### Stored items

━━━━━━━━━━━━━━━━━━━━━━━━━━━━━━

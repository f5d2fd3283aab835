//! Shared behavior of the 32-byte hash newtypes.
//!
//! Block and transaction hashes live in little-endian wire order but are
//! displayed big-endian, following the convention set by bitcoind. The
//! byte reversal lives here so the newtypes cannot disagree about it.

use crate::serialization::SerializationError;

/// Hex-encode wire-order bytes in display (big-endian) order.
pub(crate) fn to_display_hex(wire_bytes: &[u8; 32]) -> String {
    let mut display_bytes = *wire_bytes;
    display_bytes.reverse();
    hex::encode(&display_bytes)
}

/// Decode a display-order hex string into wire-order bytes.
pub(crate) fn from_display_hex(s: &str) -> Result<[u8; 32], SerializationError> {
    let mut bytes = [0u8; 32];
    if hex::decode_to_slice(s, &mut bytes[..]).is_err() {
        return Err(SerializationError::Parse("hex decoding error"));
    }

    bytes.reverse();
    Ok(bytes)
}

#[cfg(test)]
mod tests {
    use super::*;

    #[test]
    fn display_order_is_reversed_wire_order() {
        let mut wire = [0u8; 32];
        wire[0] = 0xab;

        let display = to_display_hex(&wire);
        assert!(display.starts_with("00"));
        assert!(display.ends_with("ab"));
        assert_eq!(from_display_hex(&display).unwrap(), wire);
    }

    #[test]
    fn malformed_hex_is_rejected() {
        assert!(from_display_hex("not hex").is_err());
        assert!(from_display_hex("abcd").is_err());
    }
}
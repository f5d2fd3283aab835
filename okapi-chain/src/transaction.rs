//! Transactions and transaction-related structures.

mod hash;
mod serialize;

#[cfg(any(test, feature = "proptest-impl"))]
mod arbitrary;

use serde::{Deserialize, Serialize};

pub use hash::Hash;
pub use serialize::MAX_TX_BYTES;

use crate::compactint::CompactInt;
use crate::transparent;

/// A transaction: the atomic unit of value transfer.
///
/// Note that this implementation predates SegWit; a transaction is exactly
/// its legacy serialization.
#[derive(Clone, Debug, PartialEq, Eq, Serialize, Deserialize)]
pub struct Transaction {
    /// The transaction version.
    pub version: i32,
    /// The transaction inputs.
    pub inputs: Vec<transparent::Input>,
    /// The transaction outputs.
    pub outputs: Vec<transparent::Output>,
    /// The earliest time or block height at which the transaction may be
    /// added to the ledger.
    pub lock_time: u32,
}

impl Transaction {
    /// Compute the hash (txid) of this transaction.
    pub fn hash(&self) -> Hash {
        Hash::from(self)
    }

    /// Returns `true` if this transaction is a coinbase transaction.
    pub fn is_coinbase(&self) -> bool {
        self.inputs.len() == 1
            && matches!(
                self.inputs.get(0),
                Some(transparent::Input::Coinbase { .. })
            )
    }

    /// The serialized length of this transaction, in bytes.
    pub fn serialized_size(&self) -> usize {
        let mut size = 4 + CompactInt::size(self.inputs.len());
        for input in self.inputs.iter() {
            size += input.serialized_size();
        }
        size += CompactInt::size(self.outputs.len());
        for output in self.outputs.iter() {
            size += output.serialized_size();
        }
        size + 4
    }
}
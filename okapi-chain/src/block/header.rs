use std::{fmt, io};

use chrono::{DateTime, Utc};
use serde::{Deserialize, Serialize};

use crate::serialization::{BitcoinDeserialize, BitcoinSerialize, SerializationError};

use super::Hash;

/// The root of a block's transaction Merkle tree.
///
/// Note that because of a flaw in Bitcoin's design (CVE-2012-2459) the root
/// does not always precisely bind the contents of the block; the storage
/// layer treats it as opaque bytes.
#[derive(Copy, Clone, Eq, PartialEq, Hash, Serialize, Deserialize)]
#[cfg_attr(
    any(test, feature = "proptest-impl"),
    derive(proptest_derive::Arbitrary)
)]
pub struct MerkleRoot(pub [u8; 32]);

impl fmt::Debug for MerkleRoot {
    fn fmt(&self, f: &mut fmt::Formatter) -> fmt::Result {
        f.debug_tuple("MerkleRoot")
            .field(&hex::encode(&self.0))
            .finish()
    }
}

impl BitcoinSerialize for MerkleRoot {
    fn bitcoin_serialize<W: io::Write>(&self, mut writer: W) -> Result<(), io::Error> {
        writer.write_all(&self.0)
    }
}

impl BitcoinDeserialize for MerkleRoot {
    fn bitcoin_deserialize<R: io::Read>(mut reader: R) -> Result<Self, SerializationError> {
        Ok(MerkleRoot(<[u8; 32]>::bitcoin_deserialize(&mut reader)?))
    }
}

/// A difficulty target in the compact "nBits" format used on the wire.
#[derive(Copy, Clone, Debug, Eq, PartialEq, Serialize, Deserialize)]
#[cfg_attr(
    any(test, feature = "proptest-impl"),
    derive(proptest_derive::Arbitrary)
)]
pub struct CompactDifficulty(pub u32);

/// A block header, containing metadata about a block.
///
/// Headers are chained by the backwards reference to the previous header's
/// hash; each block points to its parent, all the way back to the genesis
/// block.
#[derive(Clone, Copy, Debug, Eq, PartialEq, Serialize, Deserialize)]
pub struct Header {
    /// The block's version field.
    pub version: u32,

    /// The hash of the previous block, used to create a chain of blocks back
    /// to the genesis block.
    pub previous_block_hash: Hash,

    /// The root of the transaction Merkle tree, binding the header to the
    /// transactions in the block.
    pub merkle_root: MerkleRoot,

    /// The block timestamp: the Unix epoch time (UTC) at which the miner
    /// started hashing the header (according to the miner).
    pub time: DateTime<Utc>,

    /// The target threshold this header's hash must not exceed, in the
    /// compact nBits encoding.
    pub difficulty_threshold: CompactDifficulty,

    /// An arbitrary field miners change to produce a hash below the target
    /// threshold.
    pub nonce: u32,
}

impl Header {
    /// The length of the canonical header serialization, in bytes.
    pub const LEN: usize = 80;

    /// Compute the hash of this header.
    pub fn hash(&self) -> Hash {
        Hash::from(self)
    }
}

━━━━━━━━━━━━━━━━━━━━━━━━━━━━━━

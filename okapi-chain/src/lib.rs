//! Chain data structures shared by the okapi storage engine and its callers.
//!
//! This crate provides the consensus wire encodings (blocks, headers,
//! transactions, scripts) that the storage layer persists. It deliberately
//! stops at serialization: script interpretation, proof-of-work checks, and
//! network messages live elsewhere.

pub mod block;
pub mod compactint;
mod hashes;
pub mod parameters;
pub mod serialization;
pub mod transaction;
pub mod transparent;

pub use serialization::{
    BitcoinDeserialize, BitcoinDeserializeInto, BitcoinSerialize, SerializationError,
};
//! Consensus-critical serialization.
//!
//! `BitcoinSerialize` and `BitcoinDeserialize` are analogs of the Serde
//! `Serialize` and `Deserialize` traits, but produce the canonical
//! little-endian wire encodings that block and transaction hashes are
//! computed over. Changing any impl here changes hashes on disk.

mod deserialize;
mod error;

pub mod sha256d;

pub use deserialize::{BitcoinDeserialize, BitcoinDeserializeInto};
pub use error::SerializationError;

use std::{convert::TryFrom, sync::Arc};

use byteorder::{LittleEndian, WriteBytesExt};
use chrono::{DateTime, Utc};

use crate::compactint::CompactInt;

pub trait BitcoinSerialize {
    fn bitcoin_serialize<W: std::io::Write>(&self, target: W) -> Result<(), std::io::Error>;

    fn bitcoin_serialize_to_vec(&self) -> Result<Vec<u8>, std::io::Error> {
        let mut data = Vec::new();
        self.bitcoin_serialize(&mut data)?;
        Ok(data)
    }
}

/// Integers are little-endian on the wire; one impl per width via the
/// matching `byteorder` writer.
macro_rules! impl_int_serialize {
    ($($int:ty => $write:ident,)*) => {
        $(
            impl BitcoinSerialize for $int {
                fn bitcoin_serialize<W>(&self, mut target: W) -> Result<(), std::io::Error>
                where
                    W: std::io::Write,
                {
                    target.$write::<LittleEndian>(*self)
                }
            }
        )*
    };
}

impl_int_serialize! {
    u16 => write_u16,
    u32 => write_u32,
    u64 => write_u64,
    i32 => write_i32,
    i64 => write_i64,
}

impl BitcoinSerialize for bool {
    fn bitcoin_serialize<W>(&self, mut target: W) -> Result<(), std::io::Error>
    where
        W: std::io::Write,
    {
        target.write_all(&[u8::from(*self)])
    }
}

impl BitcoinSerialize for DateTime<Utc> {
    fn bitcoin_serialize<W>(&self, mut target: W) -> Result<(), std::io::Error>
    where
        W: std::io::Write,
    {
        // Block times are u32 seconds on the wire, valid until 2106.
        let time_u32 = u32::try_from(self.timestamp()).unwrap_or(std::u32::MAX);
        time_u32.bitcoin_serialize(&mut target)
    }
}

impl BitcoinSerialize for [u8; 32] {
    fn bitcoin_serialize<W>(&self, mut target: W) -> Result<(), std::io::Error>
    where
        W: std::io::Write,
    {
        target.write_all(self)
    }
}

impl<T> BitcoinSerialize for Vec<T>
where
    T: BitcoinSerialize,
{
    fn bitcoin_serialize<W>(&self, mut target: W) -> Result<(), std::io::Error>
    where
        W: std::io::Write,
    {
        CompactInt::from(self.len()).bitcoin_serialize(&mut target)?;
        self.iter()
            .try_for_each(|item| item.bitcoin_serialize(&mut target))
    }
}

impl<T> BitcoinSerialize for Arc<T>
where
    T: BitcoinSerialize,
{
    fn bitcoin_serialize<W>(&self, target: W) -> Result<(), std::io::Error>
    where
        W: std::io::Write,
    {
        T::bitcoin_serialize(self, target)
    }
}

━━━━━━━━━━━━━━━━━━━━━━━━━━━━━━

### Task objective
Give the number of lines above that hold "Copy", with no other words.

### Output of the exercise
3